§ Task item
What does the data read, word for word, from the line containing "use clap::Parser;" through its final line? Give those lines only.
##### Material shown
// Copyright (C) Parity Technologies (UK) Ltd.
// This file is part of Parity Bridges Common.

// Parity Bridges Common is free software: you can redistribute it and/or modify
// it under the terms of the GNU General Public License as published by
// the Free Software Foundation, either version 3 of the License, or
// (at your option) any later version.

// Parity Bridges Common is distributed in the hope that it will be useful,
// but WITHOUT ANY WARRANTY; without even the implied warranty of
// MERCHANTABILITY or FITNESS FOR A PARTICULAR PURPOSE.  See the
// GNU General Public License for more details.

// You should have received a copy of the GNU General Public License
// along with Parity Bridges Common.  If not, see <http://www.gnu.org/licenses/>.

//! Multi-hop XCM dry-run orchestrator.
//!
//! Dry-runs a call at one chain, finds the message that the chain has sent to another
//! chain, dry-runs that message at the destination and so on, until the message leaves
//! the known topology or nothing is sent anymore. Nothing is ever committed: every hop
//! goes through the `DryRunApi` of the chain runtime.

#![warn(missing_docs)]

pub use client::{ClientError, ClientRegistry, DryRunClient};
pub use config::{OrchestratorConfig, RouteConfig, XcmHopsConfig};
pub use decoder::{CallDecoder, DecodeError, ScaleCallDecoder};
pub use disambiguator::select_onward_message;
pub use error::{Error, Interrupted, Result};
pub use orchestrator::{DryRunReport, HopOrchestrator, Termination};
pub use recorded::{ChainRecording, RecordedCall, RecordedClient, RecordedXcm, SimulationRecording};
pub use request::DryRunRequest;
pub use routing::{RoutingEdge, RoutingTable};
pub use session::{DryRunSession, RunStatus, SessionState};

pub mod client;
pub mod config;
pub mod decoder;
pub mod disambiguator;
pub mod error;
pub mod initialize;
pub mod orchestrator;
pub mod recorded;
pub mod request;
pub mod routing;
pub mod session;

/// Log target of the orchestrator.
pub const LOG_TARGET: &str = "xcm::hops";
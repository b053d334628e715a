// Copyright (C) Parity Technologies (UK) Ltd.
// This file is part of Parity Bridges Common.

// Parity Bridges Common is free software: you can redistribute it and/or modify
// it under the terms of the GNU General Public License as published by
// the Free Software Foundation, either version 3 of the License, or
// (at your option) any later version.

// Parity Bridges Common is distributed in the hope that it will be useful,
// but WITHOUT ANY WARRANTY; without even the implied warranty of
// MERCHANTABILITY or FITNESS FOR A PARTICULAR PURPOSE.  See the
// GNU General Public License for more details.

// You should have received a copy of the GNU General Public License
// along with Parity Bridges Common.  If not, see <http://www.gnu.org/licenses/>.

//! XCM multi-hop dry-run entrypoint.

#![warn(missing_docs)]

use clap::Parser;
use relay_xcm_hops::initialize::initialize_logger;

mod cli;

#[tokio::main]
async fn main() -> anyhow::Result<()> {
	let args = cli::XcmHops::parse();
	initialize_logger(!args.no_timestamps).map_err(|error| anyhow::anyhow!(error))?;

	if let Err(error) = args.command.run().await {
		tracing::error!(target: relay_xcm_hops::LOG_TARGET, "Dry-run has failed: {:#}", error);
		std::process::exit(cli::exit_code(&error));
	}
	Ok(())
}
##########
§ Result
use clap::Parser;
use relay_xcm_hops::initialize::initialize_logger;

mod cli;

#[tokio::main]
async fn main() -> anyhow::Result<()> {
	let args = cli::XcmHops::parse();
	initialize_logger(!args.no_timestamps).map_err(|error| anyhow::anyhow!(error))?;

	if let Err(error) = args.command.run().await {
		tracing::error!(target: relay_xcm_hops::LOG_TARGET, "Dry-run has failed: {:#}", error);
		std::process::exit(cli::exit_code(&error));
	}
	Ok(())
}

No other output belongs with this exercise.